Cuando digo que los libros tienen un alma no me refiero a creaciones abstractas como Cien años de soledad o Pedro Páramo, sino a los ejemplares de aquellos títulos, es decir, a los objetos materiales hechos de papel, cartón, tinta y goma. De manera que, si hay un tiraje de mil ejemplares de una obra cualquiera, diríamos que hay “mil almitas” de cada uno de esos entes concretos.

Usé la palabra “almita” para referirme a los libros recién salidos de la imprenta que se exponen en las mesas de novedades de las librerías. Lo que quiero decir es que esos libros aún tienen poca personalidad, carácter, dignidad. En el caso de los libros nuevos es muy difícil distinguir “el alma” de un ejemplar de “las almas” de los demás ejemplares del mismo título.

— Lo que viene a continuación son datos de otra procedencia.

//! Protocol conformance, `$Self`-aware (spec.md §4.5). Grounded on
//! `examples/original_source/Yama/internal/YmType.cpp`'s `YmType::conforms`:
//! for each member requirement on the protocol, a same-named member must
//! exist on the candidate with a matching param count, and each
//! return/param type must either be byte-for-byte the same [`TypeObject`]
//! (when the requirement's ref-sym carries no `$Self`) or, when it does,
//! match after substituting `$Self` with the candidate's own fullname.

use std::sync::Arc;

use crate::model::{ConstEntry, TypeKind};
use crate::runtime::TypeObject;
use crate::specifier::solver::{Solver, SolverEnv};
use crate::specifier::SpecifierKind;

struct ConformEnv {
    here: String,
    self_fullname: String,
}

impl SolverEnv for ConformEnv {
    fn here(&self) -> Option<String> {
        Some(self.here.clone())
    }
    fn self_type(&self) -> Option<String> {
        Some(self.self_fullname.clone())
    }
}

/// Compares the type referenced by `p_memb`'s constant-table slot
/// `const_idx` against `type_in_match`, substituting `$Self` with
/// `candidate`'s fullname if the ref-sym mentions it.
fn compare(p_memb: &Arc<TypeObject>, const_idx: usize, candidate: &Arc<TypeObject>, type_in_match: &Arc<TypeObject>) -> bool {
    let Some(ConstEntry::RefSym(sym)) = p_memb.info.consts.get(const_idx) else {
        return false;
    };
    if !sym.contains("$Self") {
        let Some(resolved) = p_memb.const_slot(const_idx).as_type().cloned() else {
            return false;
        };
        return resolved == *type_in_match;
    }
    let env = ConformEnv {
        here: p_memb.parcel.path.clone(),
        self_fullname: candidate.fullname(),
    };
    match Solver::new(&env).solve(sym, Some(SpecifierKind::Type)) {
        Ok(spec) => spec.as_str() == type_in_match.fullname(),
        Err(_) => false,
    }
}

/// Does `candidate` conform to `protocol`? `protocol` must be a protocol
/// type; every member requirement must find a matching candidate member
/// with the same param count and substitution-equal return/param types.
pub fn conforms(candidate: &Arc<TypeObject>, protocol: &Arc<TypeObject>) -> bool {
    debug_assert_eq!(protocol.kind(), TypeKind::Protocol);

    for p_memb in protocol.members() {
        let member_local = p_memb.info.member_local_name();
        let Some(match_memb) = candidate.member(member_local) else {
            return false;
        };

        let (Some(p_ret_idx), Some(m_ret_idx)) = (
            p_memb.info.call_sig.as_ref().map(|c| c.ret),
            match_memb.info.call_sig.as_ref().map(|c| c.ret),
        ) else {
            return false;
        };
        let Some(type_in_match_ret) = match_memb.const_slot(m_ret_idx).as_type().cloned() else {
            return false;
        };
        if !compare(&p_memb, p_ret_idx, candidate, &type_in_match_ret) {
            return false;
        }

        let p_params = &p_memb.info.params;
        let m_params = &match_memb.info.params;
        if p_params.len() != m_params.len() {
            return false;
        }
        for j in 0..p_params.len() {
            let Some(type_in_match_param) = match_memb.const_slot(m_params[j].type_const).as_type().cloned() else {
                return false;
            };
            if !compare(&p_memb, p_params[j].type_const, candidate, &type_in_match_param) {
                return false;
            }
        }
    }
    true
}

#[cfg(test)]
mod tests {
    use super::*;
    use crate::model::{ConstTableInfo, ModuleInfo, Parcel, ParcelMeta, TypeInfo};
    use crate::redirects::Redirects;
    use crate::runtime::ResolvedConst;

    fn parcel() -> Arc<Parcel> {
        Arc::new(Parcel::new("p", ParcelMeta::default(), Arc::new(ModuleInfo::new()), Redirects::new().compute("p")))
    }

    fn int_type(parcel: &Arc<Parcel>) -> Arc<TypeObject> {
        let info = Arc::new(TypeInfo {
            local_name: "Int".to_string(),
            lid: 0,
            kind: TypeKind::Primitive,
            call_sig: None,
            params: vec![],
            type_params: None,
            owner_const: None,
            members: vec![],
            consts: ConstTableInfo::new(),
        });
        TypeObject::new(parcel.clone(), info, vec![])
    }

    /// Builds an owner type (`owner_kind`, usually [`TypeKind::Struct`] or
    /// [`TypeKind::Protocol`]) with one no-arg method `method_name` whose
    /// declared return-type ref-sym is `ret_sym` (e.g. `"yama:Int"` or
    /// `"$Self"`). Both owner/member const slots are wired against the
    /// returned owner instance directly, and the return slot is resolved
    /// to `ret_value` (ignored when `ret_sym` is `"$Self"`, since `compare`
    /// then consults the candidate's own fullname instead).
    fn owner_with_method(
        parcel: &Arc<Parcel>,
        owner_kind: TypeKind,
        owner_name: &str,
        method_name: &str,
        ret_sym: &str,
        ret_value: &Arc<TypeObject>,
    ) -> Arc<TypeObject> {
        let mut member_consts = ConstTableInfo::new();
        let owner_const = member_consts.push(ConstEntry::RefSym("$Self".to_string()));
        let ret_const = member_consts.push(ConstEntry::RefSym(ret_sym.to_string()));
        let member_info = Arc::new(TypeInfo {
            local_name: format!("{owner_name}::{method_name}"),
            lid: 1,
            kind: TypeKind::Method,
            call_sig: Some(crate::model::CallSig { params: vec![], ret: ret_const }),
            params: vec![],
            type_params: None,
            owner_const: Some(owner_const),
            members: vec![],
            consts: member_consts,
        });

        let mut owner_consts = ConstTableInfo::new();
        let member_ref = owner_consts.push(ConstEntry::RefSym(format!("$Self::{method_name}")));
        let owner_info = Arc::new(TypeInfo {
            local_name: owner_name.to_string(),
            lid: 0,
            kind: owner_kind,
            call_sig: None,
            params: vec![],
            type_params: None,
            owner_const: None,
            members: vec![member_ref],
            consts: owner_consts,
        });

        let owner = TypeObject::new(parcel.clone(), owner_info, vec![]);
        let member = TypeObject::new(parcel.clone(), member_info, vec![]);
        member.set_const_slot(owner_const, ResolvedConst::Type(owner.clone()));
        if ret_sym != "$Self" {
            member.set_const_slot(ret_const, ResolvedConst::Type(ret_value.clone()));
        }
        owner.set_const_slot(member_ref, ResolvedConst::Type(member));
        owner
    }

    #[test]
    fn matching_return_type_conforms() {
        let p = parcel();
        let int_ty = int_type(&p);
        let protocol = owner_with_method(&p, TypeKind::Protocol, "Counter", "next", "yama:Int", &int_ty);
        let candidate = owner_with_method(&p, TypeKind::Struct, "S", "next", "yama:Int", &int_ty);
        assert!(conforms(&candidate, &protocol));
    }

    #[test]
    fn mismatched_return_type_does_not_conform() {
        let p = parcel();
        let int_ty = int_type(&p);
        let protocol = owner_with_method(&p, TypeKind::Protocol, "Counter", "next", "yama:Int", &int_ty);

        let bool_ty = {
            let info = Arc::new(TypeInfo {
                local_name: "Bool".to_string(),
                lid: 2,
                kind: TypeKind::Primitive,
                call_sig: None,
                params: vec![],
                type_params: None,
                owner_const: None,
                members: vec![],
                consts: ConstTableInfo::new(),
            });
            TypeObject::new(p.clone(), info, vec![])
        };
        let candidate = owner_with_method(&p, TypeKind::Struct, "S", "next", "yama:Bool", &bool_ty);
        assert!(!conforms(&candidate, &protocol));
    }

    #[test]
    fn missing_member_does_not_conform() {
        let p = parcel();
        let int_ty = int_type(&p);
        let protocol = owner_with_method(&p, TypeKind::Protocol, "Counter", "next", "yama:Int", &int_ty);

        let empty_info = Arc::new(TypeInfo {
            local_name: "Empty".to_string(),
            lid: 0,
            kind: TypeKind::Struct,
            call_sig: None,
            params: vec![],
            type_params: None,
            owner_const: None,
            members: vec![],
            consts: ConstTableInfo::new(),
        });
        let empty = TypeObject::new(p.clone(), empty_info, vec![]);
        assert!(!conforms(&empty, &protocol));
    }

    #[test]
    fn self_referencing_return_type_substitutes_candidate() {
        let p = parcel();
        let int_ty = int_type(&p);
        let protocol = owner_with_method(&p, TypeKind::Protocol, "Chainable", "next", "$Self", &int_ty);

        // Candidate's "next" returns its own type ($Self-substituted), so
        // the member's return slot must resolve to `candidate` itself.
        let candidate = owner_with_method(&p, TypeKind::Struct, "S", "next", "$Self", &int_ty);
        let candidate_member = candidate.member("next").unwrap();
        let ret_const = candidate_member.info.call_sig.as_ref().unwrap().ret;
        candidate_member.set_const_slot(ret_const, ResolvedConst::Type(candidate.clone()));

        assert!(conforms(&candidate, &protocol));
    }
}
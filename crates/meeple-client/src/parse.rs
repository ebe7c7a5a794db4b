use chrono::NaiveDate;
use quick_xml::de::from_str;

use crate::error::{Error, Result};
use crate::schema;
use meeple_types::{CollectionItem, CollectionStatus, GameSummary, Play};

/// Decode a search response into summaries. A document declaring zero
/// results is valid and yields an empty list.
pub fn parse_search(body: &str) -> Result<Vec<GameSummary>> {
    let doc: schema::SearchDoc = from_str(body)?;
    if doc.total == 0 {
        return Ok(Vec::new());
    }

    Ok(doc
        .items
        .into_iter()
        .map(|item| GameSummary {
            id: item.id,
            name: item.name.map(|name| name.value).unwrap_or_default(),
            year: item.yearpublished.map(|year| year.value),
        })
        .collect())
}

/// Decode one page of the plays feed. An empty page signals the end of
/// pagination to the caller.
pub fn parse_plays_page(body: &str) -> Result<Vec<Play>> {
    let doc: schema::PlaysDoc = from_str(body)?;
    Ok(doc
        .plays
        .into_iter()
        .map(|play| Play {
            date: NaiveDate::parse_from_str(&play.date, "%Y-%m-%d").ok(),
            quantity: play.quantity,
            game_name: play.item.name,
        })
        .collect())
}

/// Decode a collection export. Empty comment elements come through as no
/// comment at all.
pub fn parse_collection(body: &str) -> Result<Vec<CollectionItem>> {
    let doc: schema::CollectionDoc = from_str(body)?;
    Ok(doc
        .items
        .into_iter()
        .map(|record| CollectionItem {
            object_id: record.object_id,
            collection_id: record.collection_id,
            name: record.name.value,
            year: record.yearpublished.map(|year| year.value),
            status: CollectionStatus {
                own: record.status.own != 0,
                wishlist: record.status.wishlist != 0,
                want_to_play: record.status.want_to_play != 0,
                preordered: record.status.preordered != 0,
            },
            comment: record
                .comment
                .map(|comment| comment.value)
                .filter(|comment| !comment.is_empty()),
        })
        .collect())
}

/// Classify the HTML body of a write endpoint. These endpoints answer 200
/// even on failure; the outcome is only visible in the body text.
pub fn classify_write_response(body: &str) -> Result<()> {
    let lowered = body.to_lowercase();
    if lowered.contains("you must login") {
        return Err(Error::AuthRequired);
    }
    if lowered.contains("invalid action") {
        return Err(Error::Rejected("invalid action".to_string()));
    }
    Ok(())
}
use std::path::PathBuf;

use chrono::NaiveDate;

use crate::cache::SearchCache;
use crate::config::Config;
use crate::credentials;
use crate::Result;
use meeple_client::{BggClient, ClientOptions, Credentials};
use meeple_types::{tags, CollectionItem, GameSummary, Play, TagId, TagValue};

/// Everything a command needs: the resolved data directory, loaded
/// configuration, and a constructed client.
pub struct Workspace {
    data_dir: PathBuf,
    config: Config,
    client: BggClient,
}

impl Workspace {
    pub fn open(data_dir: PathBuf) -> Result<Self> {
        let config = Config::load_from(&data_dir.join("config.toml"))?;
        let client = BggClient::new(ClientOptions {
            api_root: config.service.api_root.clone(),
            site_root: config.service.site_root.clone(),
        })?;

        Ok(Self {
            data_dir,
            config,
            client,
        })
    }

    pub fn config(&self) -> &Config {
        &self.config
    }

    pub fn client(&self) -> &BggClient {
        &self.client
    }

    pub fn cache_path(&self) -> PathBuf {
        self.data_dir.join("cache.json")
    }

    pub fn credentials_path(&self) -> PathBuf {
        self.data_dir.join("credentials.json")
    }

    pub fn open_cache(&self) -> SearchCache {
        SearchCache::load_from(&self.cache_path())
    }

    pub fn credentials(&self) -> Result<Credentials> {
        credentials::load(&self.credentials_path())
    }

    pub fn store_credentials(&self, credentials: &Credentials) -> Result<()> {
        credentials::store(&self.credentials_path(), credentials)
    }

    pub fn username(&self) -> Result<String> {
        Ok(self.credentials()?.username)
    }

    /// Log plays against a game under the stored account.
    pub fn log_play(
        &self,
        game: &GameSummary,
        date: NaiveDate,
        quantity: u32,
        comment: &str,
    ) -> Result<()> {
        let creds = self.credentials()?;
        self.client.login(&creds)?;
        self.client.log_play(game.id, date, quantity, comment)?;
        Ok(())
    }

    /// Aggregate play counts, optionally limited to the last `days` days.
    pub fn play_summary(&self, days: Option<u32>) -> Result<Vec<(String, u32)>> {
        let username = self.username()?;
        let since = days.map(|days| {
            chrono::Local::now().date_naive() - chrono::Duration::days(i64::from(days))
        });
        let plays = self.client.plays(&username, since)?;
        Ok(summarize_plays(&plays))
    }

    /// Fetch the stored account's collection (owned games or wishlist).
    pub fn collection(&self, wishlist: bool) -> Result<Vec<CollectionItem>> {
        let username = self.username()?;
        Ok(self.client.collection(&username, wishlist)?)
    }

    /// Apply tag updates to an item's comment and persist the result.
    /// Returns the new comment string.
    pub fn edit_tags(
        &self,
        item: &CollectionItem,
        updates: Vec<(TagId, TagValue)>,
    ) -> Result<String> {
        let creds = self.credentials()?;
        self.client.login(&creds)?;

        let comment = tags::update_tags(item.comment.as_deref(), updates);
        self.client.set_comment(item, &comment)?;
        Ok(comment)
    }
}

/// Aggregate play quantities by game, ordered by name with a leading
/// "The " ignored.
pub fn summarize_plays(plays: &[Play]) -> Vec<(String, u32)> {
    let mut totals: Vec<(String, u32)> = Vec::new();
    for play in plays {
        match totals.iter_mut().find(|(name, _)| *name == play.game_name) {
            Some((_, count)) => *count += play.quantity,
            None => totals.push((play.game_name.clone(), play.quantity)),
        }
    }

    totals.sort_by_key(|(name, _)| sort_key(name));
    totals
}

fn sort_key(name: &str) -> String {
    let lowered = name.to_lowercase();
    lowered
        .strip_prefix("the ")
        .map(str::to_string)
        .unwrap_or(lowered)
}

#[cfg(test)]
mod tests {
    use super::*;

    fn play(name: &str, quantity: u32) -> Play {
        Play {
            date: None,
            quantity,
            game_name: name.to_string(),
        }
    }

    #[test]
    fn test_summary_aggregates_quantities() {
        let plays = [play("Catan", 2), play("Azul", 1), play("Catan", 3)];
        let totals = summarize_plays(&plays);
        assert_eq!(
            totals,
            vec![("Azul".to_string(), 1), ("Catan".to_string(), 5)]
        );
    }

    #[test]
    fn test_summary_sorts_ignoring_leading_the() {
        let plays = [
            play("The Crew", 1),
            play("Azul", 1),
            play("Wingspan", 1),
        ];
        let totals = summarize_plays(&plays);
        let names: Vec<&str> = totals.iter().map(|(name, _)| name.as_str()).collect();
        assert_eq!(names, vec!["Azul", "The Crew", "Wingspan"]);
    }

    #[test]
    fn test_summary_of_no_plays_is_empty() {
        assert!(summarize_plays(&[]).is_empty());
    }
}
use chrono::NaiveDate;
use serde::{Deserialize, Serialize};

/// One logged play session from the plays feed.
#[derive(Debug, Clone, PartialEq, Eq, Serialize, Deserialize)]
pub struct Play {
    /// Date the play was logged for. The feed occasionally carries
    /// placeholder dates that do not parse; those come through as None.
    pub date: Option<NaiveDate>,
    pub quantity: u32,
    pub game_name: String,
}
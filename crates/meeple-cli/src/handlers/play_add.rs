use anyhow::Result;
use chrono::{Local, NaiveDate};
use owo_colors::OwoColorize;

use crate::ui::picker;
use meeple_runtime::Workspace;
use meeple_types::GameSummary;

pub fn handle(
    workspace: &Workspace,
    title: &str,
    count: u32,
    date: Option<NaiveDate>,
    comment: &str,
    no_cache: bool,
    first: bool,
) -> Result<()> {
    let mut cache = workspace.open_cache();
    let threshold = workspace.config().cache.auto_select_threshold;

    let selected: GameSummary = if !no_cache
        && let Some(entry) = cache.auto_select(title, threshold)
    {
        entry.to_summary()
    } else {
        let games = workspace.client().search(title, false)?;
        match pick_game(&games, first)? {
            Some(game) => game,
            None => return Ok(()),
        }
    };

    let date = date.unwrap_or_else(|| Local::now().date_naive());
    let plays_word = if count > 1 { "plays" } else { "play" };
    println!(
        "Adding {} to {}...",
        format!("{} {}", count, plays_word).cyan(),
        selected.label().yellow()
    );

    workspace.log_play(&selected, date, count, comment)?;
    let confirmation = if count > 1 { "Plays added!" } else { "Play added!" };
    println!("{}", confirmation.green());

    cache.record_pick(title, &selected);
    if let Err(err) = cache.save() {
        eprintln!("Warning: could not update the search cache: {}", err);
    }

    Ok(())
}

fn pick_game(games: &[GameSummary], first: bool) -> Result<Option<GameSummary>> {
    match games {
        [] => {
            println!("No items found!");
            Ok(None)
        }
        [only] => Ok(Some(only.clone())),
        _ if first => Ok(Some(games[0].clone())),
        _ => {
            let rows: Vec<String> = games.iter().map(|game| format!("-> {}", game.label())).collect();
            Ok(picker::select("Select a game", &rows)?.map(|index| games[index].clone()))
        }
    }
}
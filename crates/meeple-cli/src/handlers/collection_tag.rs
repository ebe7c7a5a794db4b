use anyhow::{bail, Result};
use owo_colors::OwoColorize;

use crate::args::TagArgs;
use crate::ui::picker;
use meeple_runtime::Workspace;
use meeple_types::{CollectionItem, TagId, TagKind, TagValue};

pub fn handle(workspace: &Workspace, title: &str, tags: &TagArgs, first: bool) -> Result<()> {
    let updates = build_updates(tags)?;
    if updates.is_empty() {
        bail!("nothing to change: pass at least one tag option (see `meeple collection tag --help`)");
    }

    let items = workspace.collection(false)?;
    let Some(item) = resolve_item(&items, title, first)? else {
        return Ok(());
    };

    let comment = workspace.edit_tags(&item, updates)?;
    if comment.is_empty() {
        println!("Cleared all tags on {}.", item.name.yellow());
    } else {
        println!("{} now carries {}", item.name.yellow(), comment.cyan());
    }

    Ok(())
}

/// Translate CLI flags into the ordered update sequence handed to the tag
/// codec. Clearing flags come after their setting counterparts so an
/// invocation mixing both nets out to a removal.
fn build_updates(tags: &TagArgs) -> Result<Vec<(TagId, TagValue)>> {
    let mut updates = Vec::new();

    if let Some(name) = &tags.loan {
        updates.push((TagId::Known(TagKind::Loaned), TagValue::Value(name.clone())));
    }
    if tags.return_loan {
        updates.push((TagId::Known(TagKind::Loaned), TagValue::Flag(false)));
    }
    if tags.audit {
        updates.push((TagId::Known(TagKind::Audit), TagValue::Flag(true)));
    }
    if tags.giveaway {
        updates.push((
            TagId::Known(TagKind::Audit),
            TagValue::Value("Giveaway".to_string()),
        ));
    }
    if tags.clear_audit {
        updates.push((TagId::Known(TagKind::Audit), TagValue::Flag(false)));
    }

    for pair in &tags.set {
        let Some((name, value)) = pair.split_once('=') else {
            bail!("--set expects NAME=VALUE, got '{}'", pair);
        };
        if name.is_empty() || value.is_empty() {
            bail!("--set expects a non-empty NAME=VALUE, got '{}'", pair);
        }
        updates.push((TagId::from_text(name), TagValue::Value(value.to_string())));
    }
    for name in &tags.unset {
        updates.push((TagId::from_text(name), TagValue::Flag(false)));
    }

    Ok(updates)
}

/// Resolve a title against the collection: exact case-insensitive match
/// first, then substring matches with a pick when ambiguous.
fn resolve_item(
    items: &[CollectionItem],
    title: &str,
    first: bool,
) -> Result<Option<CollectionItem>> {
    let lowered = title.to_lowercase();

    if let Some(exact) = items.iter().find(|item| item.name.to_lowercase() == lowered) {
        return Ok(Some(exact.clone()));
    }

    let matches: Vec<&CollectionItem> = items
        .iter()
        .filter(|item| item.name.to_lowercase().contains(&lowered))
        .collect();

    match matches.as_slice() {
        [] => bail!("no collection entry matches '{}'", title),
        [only] => Ok(Some((*only).clone())),
        _ if first => Ok(Some(matches[0].clone())),
        _ => {
            let rows: Vec<String> = matches.iter().map(|item| row_label(item)).collect();
            Ok(picker::select("Select a collection entry", &rows)?
                .map(|index| matches[index].clone()))
        }
    }
}

fn row_label(item: &CollectionItem) -> String {
    match &item.year {
        Some(year) => format!("-> {} ({})", item.name, year),
        None => format!("-> {}", item.name),
    }
}

#[cfg(test)]
mod tests {
    use super::*;
    use meeple_types::CollectionStatus;

    fn no_tags() -> TagArgs {
        TagArgs {
            loan: None,
            return_loan: false,
            audit: false,
            giveaway: false,
            clear_audit: false,
            set: Vec::new(),
            unset: Vec::new(),
        }
    }

    fn item(name: &str) -> CollectionItem {
        CollectionItem {
            object_id: 1,
            collection_id: 1,
            name: name.to_string(),
            year: None,
            status: CollectionStatus::default(),
            comment: None,
        }
    }

    #[test]
    fn test_no_flags_builds_no_updates() {
        assert!(build_updates(&no_tags()).unwrap().is_empty());
    }

    #[test]
    fn test_loan_and_giveaway_mapping() {
        let args = TagArgs {
            loan: Some("Alice".to_string()),
            giveaway: true,
            ..no_tags()
        };
        let updates = build_updates(&args).unwrap();
        assert_eq!(
            updates,
            vec![
                (
                    TagId::Known(TagKind::Loaned),
                    TagValue::Value("Alice".to_string())
                ),
                (
                    TagId::Known(TagKind::Audit),
                    TagValue::Value("Giveaway".to_string())
                ),
            ]
        );
    }

    #[test]
    fn test_clear_flags_map_to_falsy_values() {
        let args = TagArgs {
            return_loan: true,
            clear_audit: true,
            unset: vec!["Shelf".to_string()],
            ..no_tags()
        };
        let updates = build_updates(&args).unwrap();
        assert_eq!(
            updates,
            vec![
                (TagId::Known(TagKind::Loaned), TagValue::Flag(false)),
                (TagId::Known(TagKind::Audit), TagValue::Flag(false)),
                (TagId::Unknown("Shelf".to_string()), TagValue::Flag(false)),
            ]
        );
    }

    #[test]
    fn test_set_resolves_known_names_to_known_kinds() {
        let args = TagArgs {
            set: vec!["Loaned=Bob".to_string(), "Shelf=B3".to_string()],
            ..no_tags()
        };
        let updates = build_updates(&args).unwrap();
        assert_eq!(
            updates[0],
            (
                TagId::Known(TagKind::Loaned),
                TagValue::Value("Bob".to_string())
            )
        );
        assert_eq!(
            updates[1],
            (
                TagId::Unknown("Shelf".to_string()),
                TagValue::Value("B3".to_string())
            )
        );
    }

    #[test]
    fn test_set_without_equals_is_an_error() {
        let args = TagArgs {
            set: vec!["Shelf".to_string()],
            ..no_tags()
        };
        assert!(build_updates(&args).is_err());
    }

    #[test]
    fn test_resolve_prefers_exact_match() {
        let items = [item("Catan"), item("Catan Card Game")];
        let resolved = resolve_item(&items, "catan", false).unwrap().unwrap();
        assert_eq!(resolved.name, "Catan");
    }

    #[test]
    fn test_resolve_unique_substring_match() {
        let items = [item("Catan"), item("Azul")];
        let resolved = resolve_item(&items, "azu", false).unwrap().unwrap();
        assert_eq!(resolved.name, "Azul");
    }

    #[test]
    fn test_resolve_no_match_is_an_error() {
        let items = [item("Catan")];
        assert!(resolve_item(&items, "wingspan", false).is_err());
    }

    #[test]
    fn test_resolve_ambiguous_with_first_takes_first() {
        let items = [item("Catan"), item("Catan Card Game")];
        let resolved = resolve_item(&items, "cata", true).unwrap().unwrap();
        assert_eq!(resolved.name, "Catan");
    }
}
use std::io::{self, BufRead, Write};

use anyhow::{Context, Result};
use owo_colors::OwoColorize;

use meeple_client::Credentials;
use meeple_runtime::Workspace;

pub fn handle(workspace: &Workspace) -> Result<()> {
    let username = prompt("Username: ")?;
    let password = prompt("Password: ")?;
    let credentials = Credentials { username, password };

    workspace
        .client()
        .login(&credentials)
        .context("login was rejected by the service")?;

    workspace.store_credentials(&credentials)?;
    println!(
        "Saved login for {}. Run {} again to switch accounts.",
        credentials.username.cyan(),
        "meeple login".yellow()
    );
    Ok(())
}

fn prompt(label: &str) -> Result<String> {
    print!("{label}");
    io::stdout().flush()?;

    let mut line = String::new();
    io::stdin().lock().read_line(&mut line)?;
    Ok(line.trim().to_string())
}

Son “almas nuevas”, sin ese trato con el mundo que va cambiando su condición de manera que vayan adquiriendo mayor individualidad.

¡Qué diferente es entrar en una librería de viejo! Lo que encontramos ahí son libros con “almas graves”, a veces hermosas, a veces melancólicas. A esos libros hay que tratarlos con cuidado, no sólo porque muchas veces están físicamente deteriorados, sino porque hay un algo en ellos que nos obliga a respetarlos.

Con el paso de los años, de las décadas, de los siglos, no hay dos ejemplares iguales de un mismo título. Cada libro adquiere una personalidad propia. Muchas veces su individualidad es resultado del trato con los seres humanos. Los lectores van dejando huellas en sus páginas, a veces con subrayados, con comentarios en los márgenes, pero, otras veces, con las manchas que sus dedos dejaron en sus cubiertas, con la manera en la que sus manos deformaron los pliegos. Incluso, los libros viejos que nunca han sido leídos, los que permanecen intonsos, adquieren una personalidad propia que puede resultar admirable. Como si fueran mujeres que se mantuvieron vírgenes, pero que han guardado su tesoro de una manera paciente, esos libros han transformado sus palabras en secretos que serán revelados al afortunado que sea capaz de desentrañarlos.

Los libros electrónicos, los que se leen en pantallas, no tienen “el alma” de los libros impresos: son como fantasmas que habitan nuestros dispositivos electrónicos, criaturas incorpóreas condenadas a vivir y a morir por la presión que ejercemos sobre un botón. Para tener un alma —lo sabemos— hay que tener un cuerpo material.